use anyhow::{Context, Result};
use clap::{Parser, Subcommand};
use serde::Serialize;
use std::fs;
use std::path::PathBuf;
use tenis_polar::{keygen, Cipher, KeyStatus};

/// tenis-polar - the schoolyard letter-substitution cipher
///
/// Swap message letters around using a pair of keys like "tenis"/"polar".
/// Running encode twice with the same keys restores the original text.
#[derive(Parser)]
#[command(name = "tenis-polar")]
#[command(author, version, about, long_about = None)]
struct Cli {
    #[command(subcommand)]
    command: Commands,
}

#[derive(Subcommand)]
enum Commands {
    /// Encode a message (or a file) with a key pair
    Encode {
        /// First key
        key_a: String,

        /// Second key
        key_b: String,

        /// Message to encode (omit when using --file)
        message: Option<String>,

        /// Read the message from a file instead
        #[arg(long, short)]
        file: Option<PathBuf>,
    },

    /// Check whether two words can work as a key pair
    Check {
        /// First key
        key_a: String,

        /// Second key
        key_b: String,

        /// Print a YAML report instead of a one-line verdict
        #[arg(long, default_value_t = false)]
        report: bool,
    },

    /// Generate a random valid key pair
    Keygen {
        /// Letters per key: 1 to 13
        #[arg(long, short, default_value_t = 5)]
        length: usize,
    },
}

/// Validation report for the `check --report` output
#[derive(Debug, Serialize)]
struct KeyReport {
    key_a: String,
    key_b: String,
    length: usize,
    status: KeyStatus,
}

fn handle_encode(
    key_a: String,
    key_b: String,
    message: Option<String>,
    file: Option<PathBuf>,
) -> Result<()> {
    let cipher = Cipher::new(&key_a, &key_b);

    if let KeyStatus::Invalid(reason) = cipher.status() {
        anyhow::bail!("{}", reason);
    }

    let message = match (message, file) {
        (Some(text), None) => text,
        (None, Some(path)) => fs::read_to_string(&path)
            .with_context(|| format!("Failed to read message from {:?}", path))?,
        (Some(_), Some(_)) => anyhow::bail!("Pass either MESSAGE or --file, not both"),
        (None, None) => anyhow::bail!("MESSAGE is required (or use --file)"),
    };

    // Status already checked, encrypt cannot fail here
    let encoded = cipher.encrypt(&message)?;
    print!("{}", encoded);
    if !encoded.ends_with('\n') {
        println!();
    }

    Ok(())
}

fn handle_check(key_a: String, key_b: String, report: bool) -> Result<()> {
    let cipher = Cipher::new(&key_a, &key_b);

    if report {
        let report = KeyReport {
            key_a: cipher.key_a(),
            key_b: cipher.key_b(),
            length: cipher.key_a().chars().count(),
            status: *cipher.status(),
        };
        let yaml = serde_yaml::to_string(&report).context("Failed to serialize key report")?;
        print!("{}", yaml);
        if !cipher.status().is_valid() {
            std::process::exit(1);
        }
        return Ok(());
    }

    match cipher.status() {
        KeyStatus::Valid => {
            println!("✓ Valid key pair");
            Ok(())
        }
        KeyStatus::Invalid(reason) => anyhow::bail!("{}", reason),
    }
}

fn handle_keygen(length: usize) -> Result<()> {
    let (key_a, key_b) =
        keygen::generate(length).with_context(|| format!("Cannot generate keys of length {}", length))?;

    println!("{} {}", key_a, key_b);
    Ok(())
}

fn main() -> Result<()> {
    let cli = Cli::parse();

    match cli.command {
        Commands::Encode {
            key_a,
            key_b,
            message,
            file,
        } => handle_encode(key_a, key_b, message, file),
        Commands::Check {
            key_a,
            key_b,
            report,
        } => handle_check(key_a, key_b, report),
        Commands::Keygen { length } => handle_keygen(length),
    }
}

□ □ □

From the records above, retype only the lines starting at the line that contains "a file instead" and ending at the line that contains "key: 1 to 13", both included.

        /// Read the message from a file instead
        #[arg(long, short)]
        file: Option<PathBuf>,
    },

    /// Check whether two words can work as a key pair
    Check {
        /// First key
        key_a: String,

        /// Second key
        key_b: String,

        /// Print a YAML report instead of a one-line verdict
        #[arg(long, default_value_t = false)]
        report: bool,
    },

    /// Generate a random valid key pair
    Keygen {
        /// Letters per key: 1 to 13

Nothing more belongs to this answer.